Nuestro acontecer personal y social se halla necesariamente marcado por una ética que lo valora como adecuado o inadecuado, bueno o malo. Porque nada de lo que hacemos en el campo social puede dejar de repercutir en los otros. No vivimos aislados. Formamos parte de complejas redes familiares y sociales. Somos multitud.
Nadie puede legítimamente vivir al margen de este ordenamiento real y simbólico que nos hace. Por ende, la salud y la enfermedad, el bienestar y el malestar forman parte trascendental de las complejas construcciones sociales que nos hacen a todos. Nadie puede considerarse independiente de los otros. De alguna manera, cada uno podría decir de sí mismo: soy multitud. La soledad es muy mala compañera
Los otros me hacen. Por ende, también soy los otros. Ya no es dable mirar el mundo desde una simplona sociología de un grupo original. Por ende, hacemos parte de una compleja mutuidad significante que, cuando se rompe, podría producir una suerte de cataclismo social y moral.
Situaciones como las del coronavirus ponen al descubierto la complejidad de las relaciones sociales, marcadas y sostenidas por un sinnúmero de realidades y variables seguramente inimaginables. Se trata de situaciones tan nuevas que incluso escapan a toda comprensión. Aparentemente rebasarían toda lógica común, como por ejemplo obligar a que permanezcan en casa incluso aquellos que carecen de casa.
De hecho, el país, cada familia, cada ciudadano podría hablar de un antes y un después. El mundo que vivimos actualmente no es el mismo. Se trata de la presencia de un mal cuyos poderes de significación son y seguirán siendo impredecibles e inapelables.
No se trata solamente de los cambios económicos. También están los sociales y los éticos. Y probablemente sean estos los más difíciles de entender y de asumir. Desde el primer día de la epidemia, lo único que nos protege y nos salva es la ética del bien común, aquella que tiene que ver con la solidaridad.
En un muy pequeño local, la policía encuentra a casi medio centenar de hombres y mujeres que se divierten a puertas cerradas. Por cierto, no están prohibidos ni el divertimento ni la alegría. Pero sí esa clase de reuniones en las que el virus encuentra su perfecto caldo de cultivo. Esas reuniones van contra la ética porque se realizan a espaldas de las normas y porque no cuidan el bienestar ni personal ni colectivo.
el país, cada familia, cada ciudadano podría hablar de un antes y un después. El mundo que vivimos no es el mismo.

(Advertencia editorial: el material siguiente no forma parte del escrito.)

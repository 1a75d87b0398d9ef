use crate::constants::AUTO_BACKUP_PREFIX;
use crate::error::ValidationErrors;
use crate::settings::SettingsDocument;
use crate::time_utils;
use crate::{StoreError, StoreResult};
use serde::{Deserialize, Serialize};
use std::io::Write;
use std::path::{Path, PathBuf};

/// JSON export/import of the settings document, plus rotating auto-backups.
pub struct SettingsBackup;

/// On-disk export format.
#[derive(Debug, Clone, Serialize, Deserialize)]
#[serde(rename_all = "camelCase")]
pub struct SettingsExport {
    pub exported_at: String,
    pub version: String,
    pub settings: SettingsDocument,
}

/// Info about an existing auto-backup file.
#[derive(Debug, Clone, Serialize, Deserialize)]
pub struct BackupInfo {
    pub path: PathBuf,
    /// Millisecond stamp from the file name
    pub stamp: i64,
    pub size_bytes: u64,
}

impl SettingsBackup {
    /// Write `doc` with export metadata. Returns the written path.
    pub fn export_to_json(doc: &SettingsDocument, dest: &Path) -> StoreResult<PathBuf> {
        if let Some(parent) = dest.parent() {
            std::fs::create_dir_all(parent)?;
        }

        std::fs::write(dest, Self::render_export(doc)?)?;

        tracing::info!(dest = %dest.display(), "Settings exported");
        Ok(dest.to_path_buf())
    }

    fn render_export(doc: &SettingsDocument) -> StoreResult<String> {
        let export = SettingsExport {
            exported_at: time_utils::to_sqlite(&time_utils::now()),
            version: env!("CARGO_PKG_VERSION").to_string(),
            settings: doc.clone(),
        };
        Ok(serde_json::to_string_pretty(&export)?)
    }

    /// Read an export file and return the settings candidate it carries.
    ///
    /// Accepts the wrapped export format or a bare document (object with a
    /// `theme` key). The candidate is NOT validated here: callers pass it to
    /// the normal save path.
    pub fn read_import(source: &Path) -> StoreResult<serde_json::Value> {
        if !source.exists() {
            return Err(StoreError::NotFound(format!(
                "Import file not found: {}",
                source.display()
            )));
        }

        let content = std::fs::read_to_string(source)?;
        let data: serde_json::Value = serde_json::from_str(&content)?;

        match data.get("settings") {
            Some(settings @ serde_json::Value::Object(_)) => return Ok(settings.clone()),
            Some(_) => {
                return Err(ValidationErrors::single("settings", "must be an object").into());
            }
            None => {}
        }
        if data.get("theme").is_some_and(|t| t.is_object()) {
            return Ok(data);
        }
        Err(ValidationErrors::single("", "Invalid settings file format").into())
    }

    /// Write `settings-auto-backup-<millis>.json` into `dir`.
    ///
    /// Never overwrites: if the stamp is taken (two backups in the same
    /// millisecond) the next free stamp is used.
    pub fn create_auto_backup(doc: &SettingsDocument, dir: &Path) -> StoreResult<PathBuf> {
        std::fs::create_dir_all(dir)?;
        let content = Self::render_export(doc)?;

        let mut stamp = time_utils::now_millis();
        loop {
            let dest = dir.join(format!("{}{}.json", AUTO_BACKUP_PREFIX, stamp));
            match std::fs::OpenOptions::new().write(true).create_new(true).open(&dest) {
                Ok(mut file) => {
                    file.write_all(content.as_bytes())?;
                    tracing::info!(dest = %dest.display(), "Auto-backup written");
                    return Ok(dest);
                }
                Err(e) if e.kind() == std::io::ErrorKind::AlreadyExists => stamp += 1,
                Err(e) => return Err(e.into()),
            }
        }
    }

    /// Auto-backups in `dir`, newest first.
    pub fn list_auto_backups(dir: &Path) -> Vec<BackupInfo> {
        let mut backups = Vec::new();
        let entries = match std::fs::read_dir(dir) {
            Ok(e) => e,
            Err(_) => return backups,
        };

        for entry in entries.flatten() {
            let path = entry.path();
            let Some(name) = path.file_name().and_then(|n| n.to_str()) else {
                continue;
            };
            let stamp = name
                .strip_prefix(AUTO_BACKUP_PREFIX)
                .and_then(|rest| rest.strip_suffix(".json"))
                .and_then(|millis| millis.parse::<i64>().ok());
            let Some(stamp) = stamp else {
                continue;
            };

            let size_bytes = entry.metadata().map(|m| m.len()).unwrap_or(0);
            backups.push(BackupInfo {
                path,
                stamp,
                size_bytes,
            });
        }

        backups.sort_by(|a, b| b.stamp.cmp(&a.stamp)); // newest first
        backups
    }

    /// Keep the `keep` newest auto-backups, delete the rest. Returns how many were deleted.
    pub fn cleanup_old_backups(dir: &Path, keep: usize) -> usize {
        let backups = Self::list_auto_backups(dir);
        let mut deleted = 0;
        for backup in backups.iter().skip(keep) {
            if let Err(e) = std::fs::remove_file(&backup.path) {
                tracing::warn!(path = %backup.path.display(), error = %e, "Failed to delete old backup");
            } else {
                tracing::info!(path = %backup.path.display(), "Old backup deleted (retention)");
                deleted += 1;
            }
        }
        deleted
    }
}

Se trata de la presencia de un mal cuyos poderes de significación son y seguirán siendo impredecibles e inapelables.
Sin embargo, los asistentes se preguntan: ¿quién es ese otro que efectivamente se preocupa de nosotros y del cual deberíamos preocuparnos? Para no pocos de aquí, allá y más allá, no existe respuesta alguna válida.

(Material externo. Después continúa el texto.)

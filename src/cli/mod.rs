pub mod backup;
pub mod migrate;
pub mod options;
pub mod settings;

use anyhow::{Context, Result};
use settings_store::config::StoreConfig;
use settings_store::SettingsStore;

/// Store config with the `--db` override applied.
pub fn load_config(db: Option<&str>) -> StoreConfig {
    let mut config = StoreConfig::load();
    if let Some(path) = db {
        config.database_file = path.to_string();
    }
    // The CLI never touches the OS autostart registration.
    config.auto_launch_enabled = false;
    config
}

/// Open the store. An absorbed initialization error is reported as a warning.
pub fn open_store(db: Option<&str>) -> Result<SettingsStore> {
    let config = load_config(db);
    let path = config.database_path();
    let store = SettingsStore::open(config)
        .with_context(|| format!("Failed to open {}", path.display()))?;
    if let Some(err) = store.startup_error() {
        eprintln!("Warning: settings fell back to defaults ({})", err);
    }
    Ok(store)
}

Como nunca antes, cada uno es esa la multitud. Esta es la nueva ética que rige el mundo.
De todas maneras, reconocer que no está prohibida la alegría, pero sí el que se la use como pretexto para esos quemeimportismos que tienen mucho de infantil y no poco de perverso. Porque la necesidad de diversión podría convertirse en una suerte de pretexto para dar curso a antiguas rebeldías reprimidas. De hecho, hay quienes se hallan tomados por una especie de urgencia de vengarse de una sociedad vivida como esencialmente injusta y ominosa.
No solamente que se enfrentan a lo estatuido, también pretenderían dar cuenta de que en ellos el valor de la salud, del bienestar y de la misma vida está en quiebra. Primero nos divertimos como Dios manda, luego hablaremos del orden y la salud, se dirían, quizás demasiado conscientemente.
Para no pocos, en tiempos de pandemia, se impone la ética del quemeimportismo. Así se construye una suerte de enfrentamiento absolutamente real con los ordenamientos simbólicos de la sociedad en los que la protección personal y el bienestar colectivo juegan un papel preponderante. Hay grupos que siempre remarán contra corriente. Desde luego, estas actitudes no son ni tan gratuitas ni tan patógenas como se creería.
Los otros somos nosotros mismos, se dirían. En este salón de baile en el que no cabe ni un alfiler más y está herméticamente cerrado para que no entre la ley por ningún agujero posible, mandan nuestros deseos. Además, parte importante de la diversión es nuestro ancestral quemeimportismo. Piensan y actúan: el poder somos nosotros y nuestros deseos: no estamos apiñados en este pequeño local tan solo para divertirnos sino también para mostrarnos en tanto rebeldes.
Por desgracias, estas actitudes son irrevocables por sus ancestrales raíces. Por ende, ciertos órdenes sociales sencillamente no les pertenecen.
Sin embargo, el poder social no puede renunciar a su obligación de precautelar el bienestar colectivo, de manera particular el de los rebeldes.